# Variation methods


Main contribution of the paper:

- Methodological contribution of empirical robustness for _network_ epistemology. 

Key challenge:

- Test whether inequality (or some other network feature such as density, clustering, or diameter) increases reliability (or some other metric such as speed).
- Counterfactual: had the network been more equal, the group would have been more reliable.
- This requires us to identify networks that differ in their inequality but are otherwise maximally similar.
- We consider three network features: density, clustering, and degree inequality. So networks that have the similar density, clustering and degree inequality are considered maximally similar. (I left out diameter here.)

To achieve this, we develop some variation methods. The main goals for these variation methods are:

1. Control: Ability to tinker with specific network features (density, inequality, clustering)
2. Simplicity
3. Computational tractability
4. Link to (individualistic) intervention 

There are two types of variation methods: 

1. Possibly complex variation methods that can be used to produce networks with specific network properties (density, inequality, clustering), i.e., high control
2. Intuitive and simple variation methods that yield a lower degree of control over the specific network properties (density, inequality, clustering)

The basic ideas in these variation methods are the following:

1. Density
    - Increase by adding edges
    - Keep constant by rewiring edges
    - Decrease by removing edges [not implemented]
2. Clustering
    - Note: the local clustering coefficient of a given node basically is the number of triangles that pass by that node divided by the number of possible triangles that pass by that node. 
    - Increase by adding edges that create new triangles
    - Keep constant ???
    - Decrease by removing edges from existing triangles
3. Inequality
    - Decrease by adding edges randomly (following the uniform degree distribution)
    - Keep constant by adding edges following the original degree distribution (i.e., that of the PUD network)
    - Increase by (a) sequentially adding edges preferentially, or  (b) by adding edges following a degree distribution that is more unequal than the original one [neither implemented]

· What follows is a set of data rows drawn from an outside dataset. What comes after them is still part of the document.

//! Runtime configuration loaded via `OrthoConfig`.
//!
//! Values come from defaults, an optional configuration file, `JOBTRACK_*`
//! environment variables, and command-line flags, in increasing precedence.

use crate::tracker::adapters::postgres::TrackerPgPool;
use diesel::pg::PgConnection;
use diesel::r2d2::{ConnectionManager, Pool};
use ortho_config::OrthoConfig;
use serde::Deserialize;

const DEFAULT_POOL_MAX_SIZE: u32 = 8;
const DEFAULT_LOG_FILTER: &str = "info";

/// Configuration values for storage and logging.
#[derive(Debug, Clone, Deserialize, OrthoConfig)]
#[ortho_config(prefix = "JOBTRACK")]
pub struct TrackerSettings {
    /// `PostgreSQL` connection URL. The in-memory store is used when unset.
    pub database_url: Option<String>,
    /// Maximum number of pooled database connections.
    pub pool_max_size: Option<u32>,
    /// `tracing` filter directive, for example `jobtrack=debug`.
    pub log_filter: Option<String>,
    /// Emit logs as JSON lines.
    #[ortho_config(default = false)]
    pub log_json: bool,
}

impl TrackerSettings {
    /// Returns the configured pool size, falling back to the default.
    #[must_use]
    pub fn pool_max_size(&self) -> u32 {
        self.pool_max_size.unwrap_or(DEFAULT_POOL_MAX_SIZE)
    }

    /// Returns the configured log filter, falling back to `info`.
    #[must_use]
    pub fn log_filter(&self) -> &str {
        self.log_filter.as_deref().unwrap_or(DEFAULT_LOG_FILTER)
    }

    /// Builds a connection pool when a database URL is configured.
    ///
    /// Returns `Ok(None)` when no URL is set.
    ///
    /// # Errors
    ///
    /// Returns the `r2d2` error when the pool cannot establish its initial
    /// connections.
    pub fn build_pool(&self) -> Result<Option<TrackerPgPool>, diesel::r2d2::PoolError> {
        let Some(url) = self.database_url.as_deref() else {
            return Ok(None);
        };
        let manager = ConnectionManager::<PgConnection>::new(url);
        Pool::builder()
            .max_size(self.pool_max_size())
            .build(manager)
            .map(Some)
    }
}
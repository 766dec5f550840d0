//! Template environment and page rendering entry points.

use super::view::{ApplicationsPageView, LoginPageView};
use crate::tracker::domain::ApplicationWithTasks;
use minijinja::Environment;
use thiserror::Error;

const APPLICATIONS_TEMPLATE: &str = "applications.html";
const LOGIN_TEMPLATE: &str = "login.html";

/// Error raised while loading or rendering a template.
#[derive(Debug, Error)]
#[error("template rendering failed: {0}")]
pub struct RenderError(#[from] minijinja::Error);

/// Renders the listing and login pages.
#[derive(Debug, Clone)]
pub struct PageRenderer {
    env: Environment<'static>,
}

impl PageRenderer {
    /// Loads the embedded templates.
    ///
    /// # Errors
    ///
    /// Returns [`RenderError`] when a template fails to parse.
    pub fn new() -> Result<Self, RenderError> {
        let mut env = Environment::new();
        env.add_template(
            APPLICATIONS_TEMPLATE,
            include_str!("templates/applications.html"),
        )?;
        env.add_template(LOGIN_TEMPLATE, include_str!("templates/login.html"))?;
        Ok(Self { env })
    }

    /// Renders the listing view for the caller's applications.
    ///
    /// # Errors
    ///
    /// Returns [`RenderError`] when rendering fails.
    pub fn render_applications(
        &self,
        listing: &[ApplicationWithTasks],
    ) -> Result<String, RenderError> {
        let template = self.env.get_template(APPLICATIONS_TEMPLATE)?;
        Ok(template.render(ApplicationsPageView::from_listing(listing))?)
    }

    /// Renders the login view, optionally with an error message.
    ///
    /// # Errors
    ///
    /// Returns [`RenderError`] when rendering fails.
    pub fn render_login(&self, error: Option<&str>) -> Result<String, RenderError> {
        let template = self.env.get_template(LOGIN_TEMPLATE)?;
        Ok(template.render(LoginPageView::new(error))?)
    }
}
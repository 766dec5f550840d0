//! Pipeline stage of a job application.

use super::ParseStageError;
use serde::{Deserialize, Serialize};
use std::fmt;

/// Pipeline stage of an application.
///
/// Stages are listed in pipeline order, but any stage may be reassigned to
/// any other, including moving backward. [`Stage::Rejected`] can be reached
/// from every stage.
#[derive(Debug, Clone, Copy, Default, PartialEq, Eq, Hash, Serialize, Deserialize)]
#[serde(rename_all = "SCREAMING_SNAKE_CASE")]
pub enum Stage {
    /// Saved for later; not yet applied.
    #[default]
    Saved,
    /// Application submitted.
    Applied,
    /// Online assessment in progress.
    Oa,
    /// Interviewing.
    Interview,
    /// Offer received.
    Offer,
    /// Rejected at any point in the pipeline.
    Rejected,
}

impl Stage {
    /// Every stage in pipeline order.
    pub const ALL: [Self; 6] = [
        Self::Saved,
        Self::Applied,
        Self::Oa,
        Self::Interview,
        Self::Offer,
        Self::Rejected,
    ];

    /// Returns the canonical storage representation.
    #[must_use]
    pub const fn as_str(self) -> &'static str {
        match self {
            Self::Saved => "SAVED",
            Self::Applied => "APPLIED",
            Self::Oa => "OA",
            Self::Interview => "INTERVIEW",
            Self::Offer => "OFFER",
            Self::Rejected => "REJECTED",
        }
    }
}

impl TryFrom<&str> for Stage {
    type Error = ParseStageError;

    fn try_from(value: &str) -> Result<Self, Self::Error> {
        let normalized = value.trim().to_ascii_uppercase();
        match normalized.as_str() {
            "SAVED" => Ok(Self::Saved),
            "APPLIED" => Ok(Self::Applied),
            "OA" => Ok(Self::Oa),
            "INTERVIEW" => Ok(Self::Interview),
            "OFFER" => Ok(Self::Offer),
            "REJECTED" => Ok(Self::Rejected),
            _ => Err(ParseStageError(value.to_owned())),
        }
    }
}

impl fmt::Display for Stage {
    fn fmt(&self, f: &mut fmt::Formatter<'_>) -> fmt::Result {
        f.write_str(self.as_str())
    }
}
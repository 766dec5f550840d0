//! In-memory adapters for tracker persistence.

mod store;

pub use store::InMemoryTrackerStore;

## Hop over to Outcomes section to see the results of the different variation methods

## Simple variation methods

### Equalizers: tinker with inequality

1. `randomize_network`: Randomly rewire edges (following the uniform degree distribution) [THIS IS WHAT WE CURRENTLY DO]
    - Density $=$
    - Clustering $\downarrow$
    - Inequality $\downarrow$
2. `equalize`: Rewire triangles: Take a triangle, take a node in the triangle, remove the edge in the triangle that does not contain the node, then add a random new edge that creates a new triangle that passed by the node. (The goal was to keep clustering somewhat equal, while increasing equality.)
    - Density $=$
    - Clustering $\approx \downarrow$
    - Inequality $\downarrow$

### Densify
1. [not implemented] Randomly add edges (following the uniform degree distribution)
    - Expectations
        - Density $\uparrow$
        - Clustering $\downarrow$
        - Inequality $\downarrow$
2. `densify`: Add edges following the original degree distribution
    - Density $\uparrow$
    - Clustering $\downarrow$
    - Inequality $=$
3. `cluster`: Add edges that create new triangles (taking into account the original degree distribution)
    - Density $\uparrow$
    - Clustering $\Uparrow$
    - Inequality $\approx$ 

### Clustering
1. `decluster`: Remove edges from existing triangles and add new edge following the original degree distribution
    - Density $=$
    - Clustering $\Downarrow$
    - Inequality $\approx\downarrow$


## Complex variation methods

1. `densify_fancy`: Add edges in such a way to attempt to reach a target clustering coefficient and a target degree distribution (original or uniform). 
    - Basically, the algorithm checks whether the target clustering coefficient has been reached. If not, it adds an edge that increases clustering. If yes, it adds a new edge following the target degree distribution. 
    - **Computationally costly**: after an edge is added, the algorithm calculates the clustering coefficient of the new network, which is computationally costly to an unacceptable degree (I think). 
    - **High degree of control**, especially regarandoming the clustering coefficient: For example, can be used to achieve the following:
        1. Only increase density
            - Density $\uparrow$
            - Clustering $=$
            - Inequality $=$
        2. Increase density and decrease inequality
            - Density $\uparrow$
            - Clustering $=$
            - Inequality $\downarrow$
2. `densify_fancy_speed_up`: This method basically works the same as `densify_fancy`, but has a significant speed up. Instead of calculating the average clustering coefficient whenever an edge is added, we only calculate the new local clusterinf coefficient for nodes that are affected by the newly added edge. 
    - **Computationally not cheap**: although the algorithm is much quicker than `densify_fancy`, it still takes some time. I expect that the computational costs are acceptable.
    - **High control**, especially regarandoming the clustering coefficient.
3. `densify_semi_fancy`: Add edges either to increase clustering or following the target degree distribution — with a fixed probability.
    - Basically, the algorithm throws a (biased) coin to determine whether it will add an edge that increases clustering or add one following the target degree distribution. 
    - Computationally fast. Relies on a biased coin toss instead of calculating the clustering coefficient. The drawback is that the clustering coefficient will change to some degree.
    - Pretty high degree of control.


- Note: we could keep the density fixed by first removing a number of edges and then using `densify_fancy` or `densify_semi_fancy` to add the same number of edges. 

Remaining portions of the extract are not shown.